§ Stored items
########

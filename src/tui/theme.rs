//! Theme and styling definitions
//!
//! Centralized place for all color and style definitions.

use ratatui::style::{Color, Modifier, Style};

/// Colors used across the TUI
pub struct Theme {
    // Header colors
    pub header_title: Color,
    pub header_tab: Color,
    pub header_tab_active: Color,
    pub header_version: Color,

    // Release status colors
    pub status_deployed: Color,
    pub status_failed: Color,
    pub status_pending: Color,
    pub status_other: Color,

    // Table colors
    pub table_header: Color,
    pub table_cursor_bg: Color,
    pub table_selected: Color,
    pub table_normal: Color,

    // Text colors
    pub text_primary: Color,
    pub text_secondary: Color,
    pub text_label: Color,

    // Input colors
    pub input_prompt: Color,
    pub input_focused: Color,
    pub input_disabled: Color,

    // Dialog colors
    pub dialog_border: Color,
    pub dialog_error: Color,
    pub dialog_warning: Color,
    pub dialog_confirm: Color,
    pub dialog_cancel: Color,

    // Footer colors
    pub footer_key: Color,
    pub footer_busy: Color,
}

impl Default for Theme {
    fn default() -> Self {
        Self {
            header_title: Color::Cyan,
            header_tab: Color::Gray,
            header_tab_active: Color::Yellow,
            header_version: Color::Green,

            status_deployed: Color::Green,
            status_failed: Color::Red,
            status_pending: Color::Yellow,
            status_other: Color::Gray,

            table_header: Color::Cyan,
            table_cursor_bg: Color::DarkGray,
            table_selected: Color::Blue,
            table_normal: Color::White,

            text_primary: Color::White,
            text_secondary: Color::Gray,
            text_label: Color::Cyan,

            input_prompt: Color::Yellow,
            input_focused: Color::Yellow,
            input_disabled: Color::DarkGray,

            dialog_border: Color::Cyan,
            dialog_error: Color::Red,
            dialog_warning: Color::Yellow,
            dialog_confirm: Color::Green,
            dialog_cancel: Color::Red,

            footer_key: Color::Yellow,
            footer_busy: Color::Magenta,
        }
    }
}

impl Theme {
    pub fn header_title_style(&self) -> Style {
        Style::default()
            .fg(self.header_title)
            .add_modifier(Modifier::BOLD)
    }

    pub fn header_tab_style(&self, active: bool) -> Style {
        if active {
            Style::default()
                .fg(self.header_tab_active)
                .add_modifier(Modifier::BOLD | Modifier::UNDERLINED)
        } else {
            Style::default().fg(self.header_tab)
        }
    }

    /// Color for a helm release status (`deployed`, `failed`, `pending-install`, ...)
    pub fn release_status_style(&self, status: &str) -> Style {
        let color = match status {
            "deployed" | "superseded" => self.status_deployed,
            "failed" => self.status_failed,
            s if s.starts_with("pending") || s == "uninstalling" => self.status_pending,
            _ => self.status_other,
        };
        Style::default().fg(color)
    }

    pub fn table_header_style(&self) -> Style {
        Style::default()
            .fg(self.table_header)
            .add_modifier(Modifier::BOLD)
    }

    pub fn table_row_style(&self, under_cursor: bool, selected: bool) -> Style {
        let mut style = Style::default().fg(if selected {
            self.table_selected
        } else {
            self.table_normal
        });
        if selected {
            style = style.add_modifier(Modifier::BOLD);
        }
        if under_cursor {
            style = style.bg(self.table_cursor_bg);
        }
        style
    }

    pub fn input_style(&self, focused: bool) -> Style {
        if focused {
            Style::default().fg(self.input_focused)
        } else {
            Style::default().fg(self.text_primary)
        }
    }

    pub fn button_style(&self, enabled: bool) -> Style {
        if enabled {
            Style::default()
                .fg(self.dialog_confirm)
                .add_modifier(Modifier::BOLD)
        } else {
            Style::default().fg(self.input_disabled)
        }
    }

    pub fn footer_key_style(&self) -> Style {
        Style::default().fg(self.footer_key)
    }

    pub fn dialog_error_style(&self) -> Style {
        Style::default()
            .fg(self.dialog_error)
            .add_modifier(Modifier::BOLD)
    }

    pub fn dialog_warning_style(&self) -> Style {
        Style::default()
            .fg(self.dialog_warning)
            .add_modifier(Modifier::BOLD)
    }
}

########

§ Exercise requirements
From the entries above, collect every line with the string "Green" in it.

§ Task answer
            header_version: Color::Green,
            status_deployed: Color::Green,
            dialog_confirm: Color::Green,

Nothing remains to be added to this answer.